Boppit nodded. “Yes.”

“Neave’s so vulnerable. People think she’s capable, but in a little box in the back of her mind the girl still believes in nobility and salvation and magic animal helpers. You know that book she reread every year? The one with the pirate? She actually thinks that that book is the truth: good triumphing over evil, love triumphing over everything.”

“But that is the truth, Lilly.”

“Don’t be ridiculous, Dog.”

“Ridiculous? Aren’t you right now sort of talking to a kind of magical animal?”

He had a point.





NEAVE

Our Mother Dies

Our father died quick and our mother died slow. It was the reverse of the way my parents did most things, but I guess the way you make meat loaf or change a tire isn’t the sum of you. Dad was writing a letter to a local congregation suggesting that perhaps their (unmarried) minister had socialist leanings when he just tipped over and hit the linoleum. Mom claimed she knew from the sound that he was dead before the body hit the floor. Aneurism. I read some of the letter he was working on. It said even a minister needed to be a man among men.

“Man among men my ass,” Lilly had said when I reported this. Lilly wasn’t somebody who got reverent around death just because it was death, and she and Daddy had never really liked each other. “Every day he’d tell you that war was what turned boys into men. I think Daddy spent his war loading toilet paper and hamburger onto troop ships.”

I didn’t believe her. I went to my mother.

“Well, he ended the war that way. But he didn’t start it like that. He was on one of those big landing ships. It was attacked and sunk. Some other boat picked up survivors. He ended the war in Newport News. We didn’t talk about it, really.”

I let myself imagine my father floating on a debris-choked ocean surface, maybe underneath planes still strafing the water, maybe with oil slicks burning around him.

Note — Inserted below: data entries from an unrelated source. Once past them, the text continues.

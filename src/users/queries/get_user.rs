use async_trait::async_trait;
use serde::Deserialize;
use tokio_util::sync::CancellationToken;
use utoipa::IntoParams;
use validator::Validate;

use crate::error::{AppError, AppResult};
use crate::pipeline::{
    FieldRules, LoggingBehaviour, Pipeline, Request, RequestHandler, ValidationBehaviour,
};
use crate::services::UserService;
use crate::users::dto::UserDto;

/// Fetch a single user by id.
#[derive(Debug, Clone, Deserialize, IntoParams, Validate)]
#[serde(rename_all = "camelCase")]
#[into_params(parameter_in = Query)]
pub struct GetUser {
    /// User id
    #[serde(default)]
    #[validate(range(min = 1, message = "'Id' must be greater than '0'."))]
    #[param(minimum = 1, example = 1)]
    pub id: i32,
}

impl Request for GetUser {
    type Response = UserDto;
    const NAME: &'static str = "GetUser";
}

pub struct GetUserHandler {
    users: UserService,
}

impl GetUserHandler {
    pub fn new(users: UserService) -> Self {
        Self { users }
    }
}

#[async_trait]
impl RequestHandler<GetUser> for GetUserHandler {
    async fn handle(&self, request: GetUser, cancel: &CancellationToken) -> AppResult<UserDto> {
        self.users
            .get(request.id, cancel)
            .await?
            .map(UserDto::from)
            .ok_or_else(|| AppError::user_not_found(request.id))
    }
}

pub(crate) fn pipeline(users: &UserService) -> Pipeline<GetUser> {
    Pipeline::new(GetUserHandler::new(users.clone()))
        .with_behaviour(LoggingBehaviour)
        .with_behaviour(ValidationBehaviour::new().with(FieldRules))
}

“You weren’t curious about what he did in the war?”

“A wife doesn’t prod.”

“But…”

“You are a prodder, Neave. You have a give-no-ground temperament and it scares me. A girl who wants men to be interested in her can’t be aggressive. A person only gets to be more of what they are as they get old. You need to remember that. It wouldn’t be a bad idea to consider your own nature. I don’t want you to die alone. But the way you are…”

I figured she was right, of course, but I didn’t have a handle on what I could do about it. It was just how I’d been made. And my mother was, truly, now alone. Jane had begun her married life and decamped to a snug Cape Cod in Swampscott with Todd. Snyder was making enough money to have moved into the studio where he ran his business and stored his books and prints, though he was still coming home for dinner at least three times a week.

Eleven months after my father died my mother got a cold, which became bronchitis, then pneumonia. She struggled to keep the house running without asking anyone to help. When Lilly and Jane and I visited and found the dishes unwashed, the refrigerator empty, and the trash piling up, we were frightened. Snyder was no help. A kitchen full of dirty dishes and leftovers looked perfectly normal to him. My mother and her concerns were a kind of mystery to him, and though he made some feeble efforts to cook or clean, she rejected them. Boys were not supposed to do that kind of work, she’d say. At first she even rejected Lilly’s and my help, but we could see her drifting—staying in bed all day, and then not knowing what day it was. Then she stopped refusing help.

“Neave,” she said to me one early evening when I was standing at her sink. “Put that sponge down. Come talk to me a minute. Please.”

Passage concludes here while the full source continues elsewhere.